Medicare reform
Nov 27th 2003 | WASHINGTON, DC
From The Economist print edition
This week’s law-making may have helped George Bush win next year’s election—providing voters don’t do the sums
ACCORDING to Otto von Bismarck, the making of laws, like the making of sausages, should never be watched. Congress this week illustrated his point. The Republican leaders were very keen to pass two laws that would help the White House—the energy bill and a huge extension of the Medicare programme—before adjourning for Thanksgiving. To do so, they subjected the world’s most powerful democratic body to a messy mixture of arm-twisting, procedural manipulation and special-interest politicking.
Despite these sterling efforts, the Republicans actually failed on energy. Some 40 senators, including six Republicans, stood firm against the proposed law, enough to delay it by filibuster if necessary. A costly law that does little for America’s energy problems, but piles subsidies and tax breaks in the lap of every conceivable business connected to energy, has been shelved—at least until January.
The mammoth Medicare bill, however, squeaked through. It passed the House of Representatives at 5.53am on Saturday, November 22nd, after an unprecedented three hours of voting. Normally, congressmen have 15 minutes or so to cast their votes. This time, the House Republican leaders held the roll-call open for three hours while they bullied the fainthearted. George Bush, just back from Britain, stayed up unusually late on Friday to lobby congressmen, and was woken before dawn on Saturday morning to plead with a few more. Disillusioned Democrats accused the Republicans of “stealing” the vote, just as they were supposed to have stolen the 2000 election.

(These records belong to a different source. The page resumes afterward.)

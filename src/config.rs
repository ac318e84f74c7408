use std::collections::HashSet;
use std::path::{Path, PathBuf};

use anyhow::{Context, Result, bail};
use directories::ProjectDirs;
use serde::{Deserialize, Serialize};

use crate::emotion::DEFAULT_SERVER;

/// First path segments taken by the fixed API routes.
const RESERVED_STORE_NAMES: &[&str] = &["tracks", "murecom"];

/// Application configuration loaded from TOML config file.
/// Every field has a default, so the config file is optional.
#[derive(Debug, Deserialize, Serialize)]
#[serde(default)]
pub struct AppConfig {
    /// Address the HTTP server binds to.
    pub http_listen_addr: String,
    /// Custom database path (overrides XDG default).
    pub db_path: Option<PathBuf>,
    /// Request body limit for uploads, in MiB.
    pub max_upload_mb: usize,
    /// Emotion prediction service settings.
    pub emotion: EmotionConfig,
    /// Audio file stores served and ingested into.
    pub stores: Vec<StoreConfig>,
}

impl Default for AppConfig {
    fn default() -> Self {
        Self {
            http_listen_addr: "127.0.0.1:8080".to_string(),
            db_path: None,
            max_upload_mb: 256,
            emotion: EmotionConfig::default(),
            stores: Vec::new(),
        }
    }
}

#[derive(Debug, Deserialize, Serialize)]
#[serde(default)]
pub struct EmotionConfig {
    /// Base address of the prediction service.
    pub server: String,
}

impl Default for EmotionConfig {
    fn default() -> Self {
        Self {
            server: DEFAULT_SERVER.to_string(),
        }
    }
}

/// One store: a root directory served at `/{name}/audio` and ingested via
/// `POST /{name}/new`.
#[derive(Debug, Clone, Deserialize, Serialize)]
#[serde(default)]
pub struct StoreConfig {
    pub name: String,
    pub file_dir: PathBuf,
    /// Public address clients reach this server at; prefix of audio URLs.
    pub base_url: String,
    /// Score each new track with the emotion service.
    pub enable_emotion: bool,
    /// Import everything already under `file_dir` when the server starts.
    pub load_from_dir: bool,
}

impl Default for StoreConfig {
    fn default() -> Self {
        Self {
            name: String::new(),
            file_dir: PathBuf::new(),
            base_url: "http://127.0.0.1:8080".to_string(),
            enable_emotion: false,
            load_from_dir: false,
        }
    }
}

impl AppConfig {
    /// Load config from `path`, or from `~/.config/musicstore/config.toml`.
    ///
    /// An explicit path must exist and parse. A missing default file yields
    /// the defaults.
    pub fn load(path: Option<&Path>) -> Result<Self> {
        let path = match path {
            Some(p) => p.to_path_buf(),
            None => match Self::config_path() {
                Some(p) if p.exists() => p,
                _ => {
                    log::debug!("No config file found, using defaults");
                    return Ok(Self::default());
                }
            },
        };

        let contents = std::fs::read_to_string(&path)
            .with_context(|| format!("Failed to read {}", path.display()))?;
        let config = Self::from_toml(&contents)
            .with_context(|| format!("Invalid config {}", path.display()))?;
        log::info!("Loaded config from {}", path.display());
        Ok(config)
    }

    pub fn from_toml(contents: &str) -> Result<Self> {
        let config: AppConfig = toml::from_str(contents)?;
        config.validate()?;
        Ok(config)
    }

    /// The resolved config, for `--dry-run`.
    pub fn to_toml(&self) -> Result<String> {
        Ok(toml::to_string_pretty(self)?)
    }

    /// Store names become URL path segments and must be unique.
    pub fn validate(&self) -> Result<()> {
        let mut seen = HashSet::new();
        for store in &self.stores {
            if store.name.is_empty() {
                bail!("Store name must not be empty");
            }
            if store.name.contains('/') {
                bail!("Store name {:?} must not contain '/'", store.name);
            }
            if RESERVED_STORE_NAMES.contains(&store.name.as_str()) {
                bail!("Store name {:?} clashes with an API route", store.name);
            }
            if !seen.insert(store.name.as_str()) {
                bail!("Duplicate store name {:?}", store.name);
            }
            if store.file_dir.as_os_str().is_empty() {
                bail!("Store {:?} has no file_dir", store.name);
            }
        }
        if self.max_upload_mb == 0 {
            bail!("max_upload_mb must be positive");
        }
        Ok(())
    }

    pub fn store(&self, name: &str) -> Option<&StoreConfig> {
        self.stores.iter().find(|s| s.name == name)
    }

    /// Get the config file path.
    fn config_path() -> Option<PathBuf> {
        ProjectDirs::from("", "", crate::APP_NAME)
            .map(|dirs| dirs.config_dir().join("config.toml"))
    }
}

/// Resolve the default database path using XDG data directory.
pub fn default_db_path() -> PathBuf {
    if let Some(dirs) = ProjectDirs::from("", "", crate::APP_NAME) {
        dirs.data_dir().join("musicstore.db")
    } else {
        // Fallback: current directory
        PathBuf::from("musicstore.db")
    }
}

The vote in the Senate was less dramatic. The Democrats’ attempt at another filibuster was fended off, and the Medicare bill passed by 54 votes to 44 on November 25th, to the White House’s jubilation.

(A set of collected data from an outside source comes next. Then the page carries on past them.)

// REST handlers. Errors are returned as `{"error": "..."}` with a status
// derived from the failing step.

use axum::{
    Json, Router,
    extract::{Multipart, Path, Query, State},
    http::StatusCode,
    response::{IntoResponse, Response},
    routing::{get, post},
};
use serde::{Deserialize, Serialize};
use std::sync::Arc;

use super::AppState;
use crate::db::{Catalog, DbError};
use crate::db::models::Track;
use crate::filestore::upload::{TrackUpload, UploadSource};
use crate::filestore::{IngestError, TrackOverride};
use crate::recommend::{self, RecommendError, RecommendRequest};

const DEFAULT_PAGE: i64 = 50;
const MAX_PAGE: i64 = 500;

// ---- Errors ----

#[derive(Debug)]
pub enum ApiError {
    BadRequest(String),
    NotFound(String),
    Unprocessable(String),
    Internal(String),
}

#[derive(Serialize)]
struct ErrorBody {
    error: String,
}

impl ApiError {
    fn status(&self) -> StatusCode {
        match self {
            Self::BadRequest(_) => StatusCode::BAD_REQUEST,
            Self::NotFound(_) => StatusCode::NOT_FOUND,
            Self::Unprocessable(_) => StatusCode::UNPROCESSABLE_ENTITY,
            Self::Internal(_) => StatusCode::INTERNAL_SERVER_ERROR,
        }
    }
}

impl IntoResponse for ApiError {
    fn into_response(self) -> Response {
        let status = self.status();
        let error = match self {
            Self::BadRequest(m) | Self::NotFound(m) | Self::Unprocessable(m) | Self::Internal(m) => m,
        };
        if status.is_server_error() {
            log::error!("{}: {}", status, error);
        }
        (status, Json(ErrorBody { error })).into_response()
    }
}

impl From<DbError> for ApiError {
    fn from(e: DbError) -> Self {
        match e {
            DbError::NotFound(_) => Self::NotFound(e.to_string()),
            other => Self::Internal(other.to_string()),
        }
    }
}

impl From<IngestError> for ApiError {
    fn from(e: IngestError) -> Self {
        if e.is_client_error() {
            Self::BadRequest(e.to_string())
        } else {
            Self::Unprocessable(e.to_string())
        }
    }
}

impl From<RecommendError> for ApiError {
    fn from(e: RecommendError) -> Self {
        match e {
            RecommendError::Db(db) => db.into(),
            invalid => Self::Unprocessable(invalid.to_string()),
        }
    }
}

// ---- Request/Response types ----

#[derive(Deserialize)]
pub struct PaginationParams {
    pub limit: Option<i64>,
    pub offset: Option<i64>,
}

impl PaginationParams {
    fn resolve(&self) -> (i64, i64) {
        let limit = self.limit.unwrap_or(DEFAULT_PAGE).clamp(0, MAX_PAGE);
        let offset = self.offset.unwrap_or(0).max(0);
        (limit, offset)
    }
}

/// Query of `GET /murecom`. Capitalized names are accepted too.
#[derive(Deserialize)]
pub struct MurecomParams {
    #[serde(alias = "Valence")]
    pub valence: Option<f64>,
    #[serde(alias = "Arousal")]
    pub arousal: Option<f64>,
    #[serde(alias = "Limit")]
    pub limit: Option<i64>,
}

impl MurecomParams {
    fn into_request(self) -> Result<RecommendRequest, RecommendError> {
        match (self.valence, self.arousal) {
            (Some(valence), Some(arousal)) => Ok(RecommendRequest {
                valence,
                arousal,
                limit: self.limit.unwrap_or(0),
            }),
            _ => Err(RecommendError::MissingEmotion),
        }
    }
}

#[derive(Serialize)]
pub struct TracksResponse {
    pub tracks: Vec<Track>,
}

#[derive(Serialize)]
pub struct TrackResponse {
    pub track: Track,
}

/// Fields collected from a `POST /{store}/new` form.
#[derive(Debug, Default)]
pub struct UploadForm {
    pub overrides: TrackOverride,
    pub file: Option<(String, Vec<u8>)>,
    pub audio_file_url: Option<String>,
}

impl UploadForm {
    /// Exactly one audio source must be present.
    pub fn into_upload(self) -> Result<TrackUpload, ApiError> {
        let url = self.audio_file_url.filter(|u| !u.trim().is_empty());
        let source = match (self.file, url) {
            (Some((filename, data)), None) => UploadSource::File { filename, data },
            (None, Some(url)) => UploadSource::Url(url),
            (None, None) => {
                return Err(ApiError::BadRequest(
                    "Neither file nor audio_file_url provided".into(),
                ));
            }
            (Some(_), Some(_)) => {
                return Err(ApiError::BadRequest(
                    "Provide either file or audio_file_url, not both".into(),
                ));
            }
        };
        Ok(TrackUpload {
            overrides: self.overrides,
            source,
        })
    }
}

// ---- Route registration ----

pub fn api_routes() -> Router<Arc<AppState>> {
    Router::new()
        .route("/tracks", get(list_tracks))
        .route(
            "/tracks/{id}",
            get(get_track).put(update_track).delete(delete_track),
        )
        .route("/murecom", get(murecom))
        .route("/{store}/new", post(upload_track))
}

// ---- Handlers ----

fn lock_db(state: &AppState) -> Result<std::sync::MutexGuard<'_, crate::db::Database>, ApiError> {
    state
        .db
        .lock()
        .map_err(|_| ApiError::Internal(DbError::Poisoned.to_string()))
}

async fn list_tracks(
    State(state): State<Arc<AppState>>,
    Query(params): Query<PaginationParams>,
) -> Result<Json<TracksResponse>, ApiError> {
    let (limit, offset) = params.resolve();
    let tracks = lock_db(&state)?.list_tracks(limit, offset)?;
    Ok(Json(TracksResponse { tracks }))
}

async fn get_track(
    State(state): State<Arc<AppState>>,
    Path(id): Path<i64>,
) -> Result<Json<TrackResponse>, ApiError> {
    let track = lock_db(&state)?
        .get_track(id)?
        .ok_or(DbError::NotFound(id))?;
    Ok(Json(TrackResponse { track }))
}

/// Edit a track's metadata. The audio URL and emotion are left alone, and
/// the (name, artist) pair must stay unique.
async fn update_track(
    State(state): State<Arc<AppState>>,
    Path(id): Path<i64>,
    Json(changes): Json<TrackOverride>,
) -> Result<Json<TrackResponse>, ApiError> {
    let db = lock_db(&state)?;
    let mut track = db.get_track(id)?.ok_or(DbError::NotFound(id))?;
    let before = track.clone();
    changes.apply(&mut track);

    if (track.name != before.name || track.artist != before.artist)
        && db.count_by_name_artist(&track.name, &track.artist)? > 0
    {
        return Err(IngestError::Duplicate {
            name: track.name,
            artist: track.artist,
        }
        .into());
    }

    Catalog::update(&*db, &track)?;
    log::info!("Updated track {}: {} / {}", id, track.name, track.artist);
    Ok(Json(TrackResponse { track }))
}

async fn delete_track(
    State(state): State<Arc<AppState>>,
    Path(id): Path<i64>,
) -> Result<StatusCode, ApiError> {
    lock_db(&state)?.delete_track(id)?;
    log::info!("Deleted track {}", id);
    Ok(StatusCode::NO_CONTENT)
}

async fn murecom(
    State(state): State<Arc<AppState>>,
    Query(params): Query<MurecomParams>,
) -> Result<Json<TracksResponse>, ApiError> {
    let req = params.into_request()?;
    let tracks = recommend::recommend(&*lock_db(&state)?, &req)?;
    Ok(Json(TracksResponse { tracks }))
}

async fn read_form(mut multipart: Multipart) -> Result<UploadForm, ApiError> {
    let bad = |e: axum::extract::multipart::MultipartError| ApiError::BadRequest(e.body_text());
    let mut form = UploadForm::default();

    while let Some(field) = multipart.next_field().await.map_err(bad)? {
        let name = field.name().unwrap_or_default().to_lowercase();
        if name == "file" {
            let filename = field.file_name().unwrap_or_default().to_string();
            let data = field.bytes().await.map_err(bad)?;
            form.file = Some((filename, data.to_vec()));
            continue;
        }

        let value = field.text().await.map_err(bad)?;
        match name.as_str() {
            "name" => form.overrides.name = Some(value),
            "artist" => form.overrides.artist = Some(value),
            "album" => form.overrides.album = Some(value),
            "cover_image_url" => form.overrides.cover_image_url = Some(value),
            "audio_file_url" => form.audio_file_url = Some(value),
            other => log::debug!("Ignoring form field {:?}", other),
        }
    }
    Ok(form)
}

async fn upload_track(
    State(state): State<Arc<AppState>>,
    Path(store_name): Path<String>,
    multipart: Multipart,
) -> Result<Json<TrackResponse>, ApiError> {
    let store = state
        .stores
        .get(&store_name)
        .cloned()
        .ok_or_else(|| ApiError::NotFound(format!("No store named {store_name:?}")))?;
    let upload = read_form(multipart).await?.into_upload()?;

    let db = Arc::clone(&state.db);
    let track = tokio::task::spawn_blocking(move || store.add_uploaded_track(&*db, &upload))
        .await
        .map_err(|e| ApiError::Internal(format!("Ingestion task failed: {e}")))??;
    Ok(Json(TrackResponse { track }))
}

More than any other piece of Mr Bush’s domestic agenda, the expansion of Medicare to include prescription drugs is seen as the key to electoral victory next year. This is the biggest expansion of the government’s health-care plan for the elderly since it was introduced in 1965, and the elderly may account for one in four of the votes cast in the election. By bundling a big new benefit into Medicare, Mr Bush has shown that he gets things done in Washington (unlike those useless Democrats, who talked about drug coverage for years but failed to deliver).

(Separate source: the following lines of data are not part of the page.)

//! Client for the emotion prediction service.
//!
//! The service exposes two endpoints returning `{"valence": f, "arousal": f}`:
//! - `POST {server}/predictmp3` with a multipart `file` part
//! - `GET {server}/predicturi?mp3={url}` where the service fetches the audio itself

use std::path::Path;

use thiserror::Error;

use crate::db::models::Emotion;

/// Default service address when the config doesn't name one.
pub const DEFAULT_SERVER: &str = "http://localhost:8000/";

#[derive(Error, Debug)]
pub enum EmotionError {
    #[error("Emotion service returned {status}: {body}")]
    Status { status: u16, body: String },
    #[error("Emotion service request failed: {0}")]
    Transport(#[from] ureq::Error),
    #[error("Invalid emotion response: {0}")]
    Parse(#[from] serde_json::Error),
    #[error("Emotion out of range: valence={valence}, arousal={arousal}")]
    OutOfRange { valence: f64, arousal: f64 },
    #[error("Could not read {path}: {source}")]
    File {
        path: String,
        #[source]
        source: std::io::Error,
    },
}

/// Something that can score a track's emotion.
pub trait EmotionAnalyzer: Send + Sync {
    /// Upload the file's bytes for analysis.
    fn analyze_file(&self, path: &Path) -> Result<Emotion, EmotionError>;

    /// Ask the service to fetch and analyze a publicly reachable URL.
    fn analyze_uri(&self, uri: &str) -> Result<Emotion, EmotionError>;
}

/// Blocking HTTP client for the emotion service. No retries.
pub struct EmotionClient {
    server: String,
    agent: ureq::Agent,
}

impl EmotionClient {
    pub fn new(server: &str) -> Self {
        // Non-2xx bodies carry the service's error message, so read them
        // ourselves instead of letting ureq turn them into bare status errors.
        let agent: ureq::Agent = ureq::Agent::config_builder()
            .http_status_as_error(false)
            .build()
            .into();
        Self {
            server: server.trim_end_matches('/').to_string(),
            agent,
        }
    }

    pub fn server(&self) -> &str {
        &self.server
    }

    fn endpoint(&self, name: &str) -> String {
        format!("{}/{}", self.server, name)
    }
}

impl EmotionAnalyzer for EmotionClient {
    fn analyze_file(&self, path: &Path) -> Result<Emotion, EmotionError> {
        let data = std::fs::read(path).map_err(|source| EmotionError::File {
            path: path.display().to_string(),
            source,
        })?;
        let filename = path
            .file_name()
            .map(|f| f.to_string_lossy().to_string())
            .unwrap_or_else(|| "audio".to_string());

        let boundary = multipart_boundary();
        let body = multipart_file_body(&boundary, "file", &filename, &data);
        let url = self.endpoint("predictmp3");
        log::debug!("POST {url} ({} bytes)", body.len());

        let response = self
            .agent
            .post(&url)
            .header(
                "Content-Type",
                &format!("multipart/form-data; boundary={boundary}"),
            )
            .send(&body[..])?;
        read_emotion(response)
    }

    fn analyze_uri(&self, uri: &str) -> Result<Emotion, EmotionError> {
        let url = self.endpoint("predicturi");
        log::debug!("GET {url}?mp3={uri}");

        let response = self.agent.get(&url).query("mp3", uri).call()?;
        read_emotion(response)
    }
}

fn read_emotion(mut response: ureq::http::Response<ureq::Body>) -> Result<Emotion, EmotionError> {
    let status = response.status().as_u16();
    let body = response.body_mut().read_to_string()?;
    if status != 200 {
        return Err(EmotionError::Status { status, body });
    }
    parse_emotion(&body)
}

/// Parse the service's JSON. Both fields are required; no zero defaults.
pub fn parse_emotion(body: &str) -> Result<Emotion, EmotionError> {
    let emotion: Emotion = serde_json::from_str(body)?;
    if !emotion.is_valid() {
        return Err(EmotionError::OutOfRange {
            valence: emotion.valence,
            arousal: emotion.arousal,
        });
    }
    Ok(emotion)
}

fn multipart_boundary() -> String {
    let nanos = chrono::Utc::now().timestamp_nanos_opt().unwrap_or_default();
    format!("musicstore-{nanos:x}")
}

/// Single-part `multipart/form-data` body carrying one file.
fn multipart_file_body(boundary: &str, field: &str, filename: &str, data: &[u8]) -> Vec<u8> {
    let filename = filename.replace(['"', '\r', '\n'], "_");
    let mut body = Vec::with_capacity(data.len() + 256);
    body.extend_from_slice(format!("--{boundary}\r\n").as_bytes());
    body.extend_from_slice(
        format!("Content-Disposition: form-data; name=\"{field}\"; filename=\"{filename}\"\r\n")
            .as_bytes(),
    );
    body.extend_from_slice(b"Content-Type: application/octet-stream\r\n\r\n");
    body.extend_from_slice(data);
    body.extend_from_slice(format!("\r\n--{boundary}--\r\n").as_bytes());
    body
}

Health care is a leading issue for many voters; it ranks higher than tax cuts, for instance. In the Democratic primary debates the contenders queue up to bash Mr Bush’s bill. Not only has health care been seen as Democratic turf, but also older Americans especially have distrusted the Republicans on Medicare, believing they meant to undermine the entitlement. After all, didn’t Newt Gingrich once hope in the 1990s that Medicare’s bureaucracy would “wither on the vine”?